** TASK DIRECTIONS **
All of the records are to be reproduced exactly.
Top of DATA PROVIDED
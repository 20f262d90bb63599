use std::io::{self, Write};
use std::process::ExitCode;

use apiload_core::config::Settings;
use apiload_core::verify::{KeyStatus, KeyVerifier};
use clap::Args;

#[derive(Args, Debug)]
pub struct VerifyArgs {
    /// Read keys from the environment (always the fallback; kept for compatibility)
    #[arg(long)]
    pub use_env: bool,

    /// OpenAI API key to check instead of OPENAI_API_KEY
    #[arg(long)]
    pub openai_key: Option<String>,

    /// Hugging Face API key to check instead of HF_API_KEY
    #[arg(long)]
    pub hf_key: Option<String>,
}

pub async fn execute(args: VerifyArgs) -> anyhow::Result<ExitCode> {
    let settings = Settings::from_env().with_key_overrides(args.openai_key, args.hf_key);
    let verifier = KeyVerifier::new(&settings)?;

    let stdout = io::stdout();
    let mut out = stdout.lock();
    writeln!(out, "\n=== API Key Verification ===\n")?;

    writeln!(out, "Testing OpenAI API key...")?;
    let openai = verifier
        .verify_openai(settings.openai_api_key.as_deref())
        .await;
    print_status(&mut out, "OpenAI", &openai)?;
    writeln!(out)?;

    writeln!(out, "Testing Hugging Face API key...")?;
    let hf = verifier
        .verify_huggingface(settings.hf_api_key.as_deref())
        .await;
    print_status(&mut out, "Hugging Face", &hf)?;

    writeln!(out, "\n=== Summary ===")?;
    writeln!(out, "OpenAI API: {}", verdict(&openai))?;
    writeln!(out, "Hugging Face API: {}", verdict(&hf))?;

    if openai.is_valid() {
        writeln!(out, "\n✅ All necessary API keys are valid! You can run the load tests.")?;
        Ok(ExitCode::SUCCESS)
    } else {
        writeln!(out, "\n⚠️ OpenAI API key is invalid. Please update it in the .env file.")?;
        Ok(ExitCode::FAILURE)
    }
}

fn print_status<W: Write>(out: &mut W, name: &str, status: &KeyStatus) -> io::Result<()> {
    match status {
        KeyStatus::Valid => writeln!(out, "✅ {name} API key is valid!"),
        KeyStatus::NotSet => writeln!(out, "❌ {name} API key is not set"),
        KeyStatus::Invalid { details } => {
            writeln!(out, "❌ {name} API key error")?;
            writeln!(out, "Error details: {details}")
        }
        KeyStatus::RequestFailed { message } => {
            writeln!(out, "❌ {name} API request failed: {message}")
        }
    }
}

fn verdict(status: &KeyStatus) -> &'static str {
    if status.is_valid() {
        "✅ Valid"
    } else {
        "❌ Invalid"
    }
}

#[cfg(test)]
mod tests {
    use super::*;

    fn render(status: &KeyStatus) -> String {
        let mut buf = Vec::new();
        print_status(&mut buf, "OpenAI", status).unwrap();
        String::from_utf8(buf).unwrap()
    }

    #[test]
    fn status_lines() {
        assert_eq!(render(&KeyStatus::Valid), "✅ OpenAI API key is valid!\n");
        assert_eq!(render(&KeyStatus::NotSet), "❌ OpenAI API key is not set\n");
        assert_eq!(
            render(&KeyStatus::Invalid {
                details: "{\"error\"".to_string()
            }),
            "❌ OpenAI API key error\nError details: {\"error\"\n"
        );
    }

    #[test]
    fn only_valid_is_valid() {
        assert_eq!(verdict(&KeyStatus::Valid), "✅ Valid");
        assert_eq!(verdict(&KeyStatus::NotSet), "❌ Invalid");
    }
}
Bottom of DATA PROVIDED
** ANSWER AREA **
repository 20f262d90bb63599
use std::io::{self, Write};
use std::process::ExitCode;

use apiload_core::config::Settings;
use apiload_core::verify::{KeyStatus, KeyVerifier};
use clap::Args;

#[derive(Args, Debug)]
pub struct VerifyArgs {
    /// Read keys from the environment (always the fallback; kept for compatibility)
    #[arg(long)]
    pub use_env: bool,

    /// OpenAI API key to check instead of OPENAI_API_KEY
    #[arg(long)]
    pub openai_key: Option<String>,

    /// Hugging Face API key to check instead of HF_API_KEY
    #[arg(long)]
    pub hf_key: Option<String>,
}

pub async fn execute(args: VerifyArgs) -> anyhow::Result<ExitCode> {
    let settings = Settings::from_env().with_key_overrides(args.openai_key, args.hf_key);
    let verifier = KeyVerifier::new(&settings)?;

    let stdout = io::stdout();
    let mut out = stdout.lock();
    writeln!(out, "\n=== API Key Verification ===\n")?;

    writeln!(out, "Testing OpenAI API key...")?;
    let openai = verifier
        .verify_openai(settings.openai_api_key.as_deref())
        .await;
    print_status(&mut out, "OpenAI", &openai)?;
    writeln!(out)?;

    writeln!(out, "Testing Hugging Face API key...")?;
    let hf = verifier
        .verify_huggingface(settings.hf_api_key.as_deref())
        .await;
    print_status(&mut out, "Hugging Face", &hf)?;

    writeln!(out, "\n=== Summary ===")?;
    writeln!(out, "OpenAI API: {}", verdict(&openai))?;
    writeln!(out, "Hugging Face API: {}", verdict(&hf))?;

    if openai.is_valid() {
        writeln!(out, "\n✅ All necessary API keys are valid! You can run the load tests.")?;
        Ok(ExitCode::SUCCESS)
    } else {
        writeln!(out, "\n⚠️ OpenAI API key is invalid. Please update it in the .env file.")?;
        Ok(ExitCode::FAILURE)
    }
}

fn print_status<W: Write>(out: &mut W, name: &str, status: &KeyStatus) -> io::Result<()> {
    match status {
        KeyStatus::Valid => writeln!(out, "✅ {name} API key is valid!"),
        KeyStatus::NotSet => writeln!(out, "❌ {name} API key is not set"),
        KeyStatus::Invalid { details } => {
            writeln!(out, "❌ {name} API key error")?;
            writeln!(out, "Error details: {details}")
        }
        KeyStatus::RequestFailed { message } => {
            writeln!(out, "❌ {name} API request failed: {message}")
        }
    }
}

fn verdict(status: &KeyStatus) -> &'static str {
    if status.is_valid() {
        "✅ Valid"
    } else {
        "❌ Invalid"
    }
}

#[cfg(test)]
mod tests {
    use super::*;

    fn render(status: &KeyStatus) -> String {
        let mut buf = Vec::new();
        print_status(&mut buf, "OpenAI", status).unwrap();
        String::from_utf8(buf).unwrap()
    }

    #[test]
    fn status_lines() {
        assert_eq!(render(&KeyStatus::Valid), "✅ OpenAI API key is valid!\n");
        assert_eq!(render(&KeyStatus::NotSet), "❌ OpenAI API key is not set\n");
        assert_eq!(
            render(&KeyStatus::Invalid {
                details: "{\"error\"".to_string()
            }),
            "❌ OpenAI API key error\nError details: {\"error\"\n"
        );
    }

    #[test]
    fn only_valid_is_valid() {
        assert_eq!(verdict(&KeyStatus::Valid), "✅ Valid");
        assert_eq!(verdict(&KeyStatus::NotSet), "❌ Invalid");
    }
}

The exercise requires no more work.